» **EXERCISE OBJECTIVE**
Are you able to quote each entry exactly as written?

» **EXTRACTED ENTRIES**
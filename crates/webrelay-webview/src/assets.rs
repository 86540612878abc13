//! Sources of bundled web assets.
//!
//! Two sources exist:
//!
//! - [`EmbeddedAssets`] - files compiled into the plugin binary
//! - [`AssetDirectory`] - a directory shipped next to the plugin binary
//!   (`<binary dir>/Resources/WebUI`)
//!
//! Both take paths relative to the asset root with `/` separators. Neither
//! resolves paths outside the root.

use std::borrow::Cow;
use std::path::{Component, Path, PathBuf};

/// Directory, relative to the plugin binary's directory, holding the built UI.
pub const BUNDLED_UI_DIR: [&str; 2] = ["Resources", "WebUI"];

/// Lookup of asset bytes by relative path.
pub trait AssetSource: Send + Sync {
    /// Bytes of the asset at `path`, or `None` if there is no such file.
    fn load(&self, path: &str) -> Option<Cow<'static, [u8]>>;
}

// =========================================================================
// Embedded assets
// =========================================================================

/// A single file embedded at compile time.
#[derive(Debug)]
pub struct EmbeddedAsset {
    /// Relative path within the UI directory (e.g. "index.html", "assets/style.css").
    pub path: &'static str,
    /// File contents.
    pub data: &'static [u8],
}

/// Collection of embedded web assets.
#[derive(Debug)]
pub struct EmbeddedAssets {
    assets: &'static [EmbeddedAsset],
}

impl EmbeddedAssets {
    pub const fn new(assets: &'static [EmbeddedAsset]) -> Self {
        Self { assets }
    }

    /// Look up a file by path (e.g. "index.html", "assets/style.css").
    pub fn get(&self, path: &str) -> Option<&'static [u8]> {
        self.assets.iter().find(|a| a.path == path).map(|a| a.data)
    }

    pub fn len(&self) -> usize {
        self.assets.len()
    }

    pub fn is_empty(&self) -> bool {
        self.assets.is_empty()
    }
}

impl AssetSource for EmbeddedAssets {
    fn load(&self, path: &str) -> Option<Cow<'static, [u8]>> {
        self.get(path).map(Cow::Borrowed)
    }
}

// =========================================================================
// Asset directory
// =========================================================================

/// Assets read from a directory on disk at request time. No caching.
#[derive(Debug, Clone)]
pub struct AssetDirectory {
    root: PathBuf,
}

impl AssetDirectory {
    pub fn new(root: impl Into<PathBuf>) -> Self {
        Self { root: root.into() }
    }

    /// The bundled UI directory for a plugin binary at `binary`.
    pub fn for_binary(binary: &Path) -> Self {
        let mut root = binary.parent().map(Path::to_path_buf).unwrap_or_default();
        root.extend(BUNDLED_UI_DIR);
        Self::new(root)
    }

    /// The bundled UI directory next to the running executable.
    pub fn beside_current_exe() -> std::io::Result<Self> {
        Ok(Self::for_binary(&std::env::current_exe()?))
    }

    pub fn root(&self) -> &Path {
        &self.root
    }

    /// Map a request path onto a file below the root.
    ///
    /// Returns `None` for paths that would leave the root: parent
    /// components, absolute paths, drive or UNC prefixes, and symlinks
    /// pointing outside.
    pub fn contained_path(&self, path: &str) -> Option<PathBuf> {
        let relative = sanitize_relative(path)?;
        let candidate = self.root.join(relative);

        // Symlinks are only resolvable for files that exist; missing files
        // are reported as not found by the caller anyway.
        let (Ok(root), Ok(resolved)) = (self.root.canonicalize(), candidate.canonicalize()) else {
            return None;
        };
        if !resolved.starts_with(&root) {
            log::warn!("asset path escapes the UI root: {path}");
            return None;
        }
        Some(resolved)
    }
}

/// Convert a `/`-separated request path into a relative path with only
/// normal components.
fn sanitize_relative(path: &str) -> Option<PathBuf> {
    let mut out = PathBuf::new();
    for segment in path.split('/') {
        if segment.is_empty() || segment == "." {
            continue;
        }
        if segment.contains('\\') || segment.contains(':') {
            return None;
        }
        match Path::new(segment).components().next() {
            Some(Component::Normal(part)) => out.push(part),
            _ => return None,
        }
    }
    (!out.as_os_str().is_empty()).then_some(out)
}

impl AssetSource for AssetDirectory {
    fn load(&self, path: &str) -> Option<Cow<'static, [u8]>> {
        let file = self.contained_path(path)?;
        if !file.is_file() {
            return None;
        }
        match std::fs::read(&file) {
            Ok(bytes) => Some(Cow::Owned(bytes)),
            Err(e) => {
                log::warn!("failed to read asset {}: {e}", file.display());
                None
            }
        }
    }
}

» **TASK RESPONSE**
filename crates/webrelay-webview/src/assets.rs
repository 86540612878abc13
//! Sources of bundled web assets.
//!
//! Two sources exist:
//!
//! - [`EmbeddedAssets`] - files compiled into the plugin binary
//! - [`AssetDirectory`] - a directory shipped next to the plugin binary
//!   (`<binary dir>/Resources/WebUI`)
//!
//! Both take paths relative to the asset root with `/` separators. Neither
//! resolves paths outside the root.

use std::borrow::Cow;
use std::path::{Component, Path, PathBuf};

/// Directory, relative to the plugin binary's directory, holding the built UI.
pub const BUNDLED_UI_DIR: [&str; 2] = ["Resources", "WebUI"];

/// Lookup of asset bytes by relative path.
pub trait AssetSource: Send + Sync {
    /// Bytes of the asset at `path`, or `None` if there is no such file.
    fn load(&self, path: &str) -> Option<Cow<'static, [u8]>>;
}

// =========================================================================
// Embedded assets
// =========================================================================

/// A single file embedded at compile time.
#[derive(Debug)]
pub struct EmbeddedAsset {
    /// Relative path within the UI directory (e.g. "index.html", "assets/style.css").
    pub path: &'static str,
    /// File contents.
    pub data: &'static [u8],
}

/// Collection of embedded web assets.
#[derive(Debug)]
pub struct EmbeddedAssets {
    assets: &'static [EmbeddedAsset],
}

impl EmbeddedAssets {
    pub const fn new(assets: &'static [EmbeddedAsset]) -> Self {
        Self { assets }
    }

    /// Look up a file by path (e.g. "index.html", "assets/style.css").
    pub fn get(&self, path: &str) -> Option<&'static [u8]> {
        self.assets.iter().find(|a| a.path == path).map(|a| a.data)
    }

    pub fn len(&self) -> usize {
        self.assets.len()
    }

    pub fn is_empty(&self) -> bool {
        self.assets.is_empty()
    }
}

impl AssetSource for EmbeddedAssets {
    fn load(&self, path: &str) -> Option<Cow<'static, [u8]>> {
        self.get(path).map(Cow::Borrowed)
    }
}

// =========================================================================
// Asset directory
// =========================================================================

/// Assets read from a directory on disk at request time. No caching.
#[derive(Debug, Clone)]
pub struct AssetDirectory {
    root: PathBuf,
}

impl AssetDirectory {
    pub fn new(root: impl Into<PathBuf>) -> Self {
        Self { root: root.into() }
    }

    /// The bundled UI directory for a plugin binary at `binary`.
    pub fn for_binary(binary: &Path) -> Self {
        let mut root = binary.parent().map(Path::to_path_buf).unwrap_or_default();
        root.extend(BUNDLED_UI_DIR);
        Self::new(root)
    }

    /// The bundled UI directory next to the running executable.
    pub fn beside_current_exe() -> std::io::Result<Self> {
        Ok(Self::for_binary(&std::env::current_exe()?))
    }

    pub fn root(&self) -> &Path {
        &self.root
    }

    /// Map a request path onto a file below the root.
    ///
    /// Returns `None` for paths that would leave the root: parent
    /// components, absolute paths, drive or UNC prefixes, and symlinks
    /// pointing outside.
    pub fn contained_path(&self, path: &str) -> Option<PathBuf> {
        let relative = sanitize_relative(path)?;
        let candidate = self.root.join(relative);

        // Symlinks are only resolvable for files that exist; missing files
        // are reported as not found by the caller anyway.
        let (Ok(root), Ok(resolved)) = (self.root.canonicalize(), candidate.canonicalize()) else {
            return None;
        };
        if !resolved.starts_with(&root) {
            log::warn!("asset path escapes the UI root: {path}");
            return None;
        }
        Some(resolved)
    }
}

/// Convert a `/`-separated request path into a relative path with only
/// normal components.
fn sanitize_relative(path: &str) -> Option<PathBuf> {
    let mut out = PathBuf::new();
    for segment in path.split('/') {
        if segment.is_empty() || segment == "." {
            continue;
        }
        if segment.contains('\\') || segment.contains(':') {
            return None;
        }
        match Path::new(segment).components().next() {
            Some(Component::Normal(part)) => out.push(part),
            _ => return None,
        }
    }
    (!out.as_os_str().is_empty()).then_some(out)
}

impl AssetSource for AssetDirectory {
    fn load(&self, path: &str) -> Option<Cow<'static, [u8]>> {
        let file = self.contained_path(path)?;
        if !file.is_file() {
            return None;
        }
        match std::fs::read(&file) {
            Ok(bytes) => Some(Cow::Owned(bytes)),
            Err(e) => {
                log::warn!("failed to read asset {}: {e}", file.display());
                None
            }
        }
    }
}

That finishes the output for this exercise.